The door opened to reveal Dubois Jerome Xavier Harris. The look on his face, combined with the mere fact that he had interrupted Markus during a meeting in his private office, suggested that something serious was happening. Markus’s mind jumped straight to the most obvious explanation: “Is the president nuking people again?”

 

Dr. Harris looked startled by the suggestion, then shook it off. No, it wasn’t that.

 

“Does this meeting require privacy?” Markus asked, with a look at Sal. Sal stood up, volunteering to make himself scarce. But Dr. Harris just got a bemused look. “It concerns the least private thing that ever happened, or ever will,” he said. “So no thank you. I have reason to believe that the timetable has just been pushed up very significantly. There is a chance that the White Sky could happen as soon as six hours from now.” He checked his watch. “Call it five.”

 

Markus’s eye flicked to a display on the wall. “I see no uptick in the BFR.”

 

“It will be triggered by the passage of an asteroid through the cloud.”

 

“Does anyone on the ground know?”

 

“It depends on to what extent this office is under surveillance.”

 

“So, your information does not come from the ground.”

 

“No. It comes from deep space.”

 

“Via encrypted Morse code?” Markus inquired casually. He and Sal exchanged a look. Their conversation had begun, an hour ago, with reading a memo from J.B.F. complaining about such transmissions and demanding that action be taken. It was in discussing how to take such action, and whether the White House had any authority in the matter, that Markus and Sal had wandered into their more general discussion of power. Which was how Markus liked it, for now. Because if someone was sending mysterious encrypted Morse code transmissions from Izzy, it had to be his girlfriend.

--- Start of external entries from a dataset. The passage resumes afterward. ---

#[cfg(test)]
mod tests {
    use std::sync::Arc;

    use taf_core::{Params, SubjectiveOpinion, TrustModelTemplate, Update};
    use taf_models::VehicleComputerMigration;

    use super::*;
    use crate::config::EngineConfig;
    use crate::message::{AivTrusteeReport, ClaimReport};
    use crate::session::SessionTable;
    use crate::sources::testing::{completion, outcome, session};
    use crate::sources::Effects;

    fn table() -> SessionTable {
        let template: Arc<dyn TrustModelTemplate> = Arc::new(VehicleComputerMigration);
        let s = session("s-1", &template, &Params::new());
        SessionTable::from([(s.id().clone(), s)])
    }

    fn subscribed(handler: &mut AivHandler, sessions: &SessionTable, config: &EngineConfig) {
        let (barrier, slot) = completion();
        let mut effects = Effects::new(sessions, config, "cert");
        let Some(s) = sessions.get(&SessionId::new("s-1")) else {
            panic!("fixture session missing");
        };
        handler.add_session(s, barrier.register(), &mut effects);
        barrier.execute();
        let (_, outbound) = effects.into_parts();
        assert_eq!(outbound.len(), 1);
        assert_eq!(outbound[0].envelope.message_type, MessageType::AivSubscribeRequest);
        assert_eq!(outbound[0].topic, "aiv");
        assert!(outcome(&slot).is_none(), "must wait for the verifier");

        let ack = SubscribeAck { subscription_id: Some("aiv-sub".into()), ..SubscribeAck::default() };
        let mut effects = Effects::new(sessions, config, "cert");
        handler.handle_subscribe_response(outbound[0].envelope.request_id.as_ref(), ack, &mut effects);
        assert!(effects.into_parts().1.is_empty());
        assert_eq!(outcome(&slot), Some(Ok(())));
    }

    #[test]
    fn subscribe_request_names_claims_per_trustee() {
        let sessions = table();
        let Some(s) = sessions.get(&SessionId::new("s-1")) else {
            panic!("fixture session missing");
        };
        let queries = AivHandler::claim_queries(s);
        assert_eq!(queries.iter().map(|q| q.trustee_id.as_str()).collect::<Vec<_>>(), vec!["VC1", "VC2"]);
        assert_eq!(queries[0].requested_claims.len(), 6);
    }

    #[test]
    fn refused_subscription_rejects_party() {
        let sessions = table();
        let config = EngineConfig::default();
        let mut handler = AivHandler::new();
        let (barrier, slot) = completion();
        let mut effects = Effects::new(&sessions, &config, "");
        let Some(s) = sessions.get(&SessionId::new("s-1")) else {
            panic!("fixture session missing");
        };
        handler.add_session(s, barrier.register(), &mut effects);
        barrier.execute();
        let (_, outbound) = effects.into_parts();
        let ack = SubscribeAck { error: Some("no such trustee".to_owned()), ..SubscribeAck::default() };
        let mut effects = Effects::new(&sessions, &config, "");
        handler.handle_subscribe_response(outbound[0].envelope.request_id.as_ref(), ack, &mut effects);
        assert!(matches!(outcome(&slot), Some(Err(reason)) if reason.contains("no such trustee")));
        assert!(handler.registered_sessions().is_empty());
    }

    #[test]
    fn notify_is_quantified_for_the_subscribed_session() {
        let sessions = table();
        let config = EngineConfig::default();
        let mut handler = AivHandler::new();
        subscribed(&mut handler, &sessions, &config);

        let notify = AivNotify {
            subscription_id: "aiv-sub".into(),
            trustee_reports: vec![AivTrusteeReport {
                trustee_id: "VC1".to_owned(),
                attestation_report: vec![ClaimReport { claim: "SECURE_BOOT".to_owned(), appraisal: 1 }],
            }],
        };
        let mut effects = Effects::new(&sessions, &config, "");
        handler.handle_notify(notify, &mut effects);
        let (dispatches, _) = effects.into_parts();
        assert_eq!(dispatches.len(), 1);
        let (session, updates) = &dispatches[0];
        assert_eq!(session, &SessionId::new("s-1"));
        match updates.as_slice() {
            [Update::AtomicTrustOpinion { opinion, trustee, trustor, .. }] => {
                assert_eq!(trustee.to_string(), "VC1");
                assert_eq!(trustor.to_string(), "TAF");
                assert!(opinion.belief() > 0.2, "positive claim must add belief to the prior");
                assert!(!opinion.approx_eq(&SubjectiveOpinion::FULL_UNCERTAINTY));
            }
            other => panic!("expected one opinion update, got {other:?}"),
        }
    }

    #[test]
    fn unknown_subscription_is_discarded() {
        let sessions = table();
        let config = EngineConfig::default();
        let mut handler = AivHandler::new();
        subscribed(&mut handler, &sessions, &config);
        let notify = AivNotify { subscription_id: "other".into(), trustee_reports: Vec::new() };
        let mut effects = Effects::new(&sessions, &config, "");
        handler.handle_notify(notify, &mut effects);
        let (dispatches, outbound) = effects.into_parts();
        assert!(dispatches.is_empty() && outbound.is_empty());
    }

    #[test]
    fn removing_session_unsubscribes() {
        let sessions = table();
        let config = EngineConfig::default();
        let mut handler = AivHandler::new();
        subscribed(&mut handler, &sessions, &config);
        assert_eq!(handler.subscription_of(&SessionId::new("s-1")), Some(&SubscriptionId::new("aiv-sub")));

        let (barrier, slot) = completion();
        let mut effects = Effects::new(&sessions, &config, "");
        handler.remove_session(&SessionId::new("s-1"), barrier.register(), &mut effects);
        barrier.execute();
        let (_, outbound) = effects.into_parts();
        assert_eq!(outbound.len(), 1);
        assert_eq!(outbound[0].envelope.message_type, MessageType::AivUnsubscribeRequest);
        assert_eq!(outcome(&slot), Some(Ok(())));
        assert!(handler.registered_sessions().is_empty());
    }

    #[test]
    fn grant_after_the_session_left_cancels_immediately() {
        let sessions = table();
        let config = EngineConfig::default();
        let mut handler = AivHandler::new();
        let Some(s) = sessions.get(&SessionId::new("s-1")) else {
            panic!("fixture session missing");
        };

        let (init, init_slot) = completion();
        let mut effects = Effects::new(&sessions, &config, "");
        handler.add_session(s, init.register(), &mut effects);
        init.execute();
        let (_, subscribe) = effects.into_parts();

        let (teardown, teardown_slot) = completion();
        let mut effects = Effects::new(&sessions, &config, "");
        handler.remove_session(&SessionId::new("s-1"), teardown.register(), &mut effects);
        teardown.execute();
        assert!(effects.into_parts().1.is_empty(), "nothing to cancel before the grant");
        assert_eq!(outcome(&teardown_slot), Some(Ok(())));
        assert!(matches!(outcome(&init_slot), Some(Err(_))), "the waiting party is released");

        let ack = SubscribeAck { subscription_id: Some("aiv-late".into()), ..SubscribeAck::default() };
        let mut effects = Effects::new(&sessions, &config, "");
        handler.handle_subscribe_response(subscribe[0].envelope.request_id.as_ref(), ack, &mut effects);
        let (_, outbound) = effects.into_parts();
        match outbound.as_slice() {
            [cancel] => {
                assert_eq!(cancel.envelope.message_type, MessageType::AivUnsubscribeRequest);
                assert_eq!(cancel.envelope.message["subscriptionId"], "aiv-late");
            }
            other => panic!("expected one unsubscribe, got {other:?}"),
        }
        assert!(handler.registered_sessions().is_empty());
        assert!(handler.subscription_of(&SessionId::new("s-1")).is_none());

        let mut effects = Effects::new(&sessions, &config, "");
        let repeat = SubscribeAck { subscription_id: Some("aiv-late".into()), ..SubscribeAck::default() };
        handler.handle_subscribe_response(subscribe[0].envelope.request_id.as_ref(), repeat, &mut effects);
        assert!(effects.into_parts().1.is_empty(), "a request is cancelled only once");
    }
}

And he wasn’t going to arrest her. People would howl about conflict of interest: people who would be dead soon, people who had no way to enforce their authority here.

 

Unless they had planted, among the Arkies or the General Population, fifth columnists with orders to execute a coup d’état if necessary.

 

“Markus?” Dr. Harris asked. “Are you hearing me? Do you understand what I just said?”

 

“I beg your pardon, Dr. Harris, I just got distracted thinking about the kind of things that Sal is supposed to think about.”

 

“Feel free to delegate some of that,” Sal said. “I know it’s not your strong suit, but—”

 

“Close the door, please,” Markus said.

 

Dr. Harris did.

 

“I am reasonably sure of no surveillance in here.”